**TASK BRIEF:**
Give back the line in the listing below that contains "escaped.push('\\');" and all remaining lines, retyped exactly, through the last line.

-- DATA FOR THIS EXERCISE follows --

//! Input hygiene for free-text search terms.
//!
//! Every query is parameterized, so the only thing left to guard is the `LIKE`
//! pattern language itself: `%`, `_` and `\` typed by a user must match literally.

/// Longest search term that is honored; longer input is truncated.
pub const MAX_SEARCH_LEN: usize = 100;

/// Trims a search term, drops it when blank and caps its length.
pub fn normalize_search(input: Option<&str>) -> Option<String> {
    let trimmed = input?.trim();
    if trimmed.is_empty() {
        return None;
    }
    Some(trimmed.chars().take(MAX_SEARCH_LEN).collect())
}

/// Escapes `LIKE` metacharacters (default escape character `\`).
pub fn escape_like(input: &str) -> String {
    let mut escaped = String::with_capacity(input.len());
    for c in input.chars() {
        if matches!(c, '%' | '_' | '\\') {
            escaped.push('\\');
        }
        escaped.push(c);
    }
    escaped
}

/// `%term%` with the term escaped, ready to bind to an `ILIKE`.
pub fn contains_pattern(term: &str) -> String {
    format!("%{}%", escape_like(term))
}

-- DATA FOR THIS EXERCISE concluded --

**RESPONSE BOX:**
            escaped.push('\\');
        }
        escaped.push(c);
    }
    escaped
}

/// `%term%` with the term escaped, ready to bind to an `ILIKE`.
pub fn contains_pattern(term: &str) -> String {
    format!("%{}%", escape_like(term))
}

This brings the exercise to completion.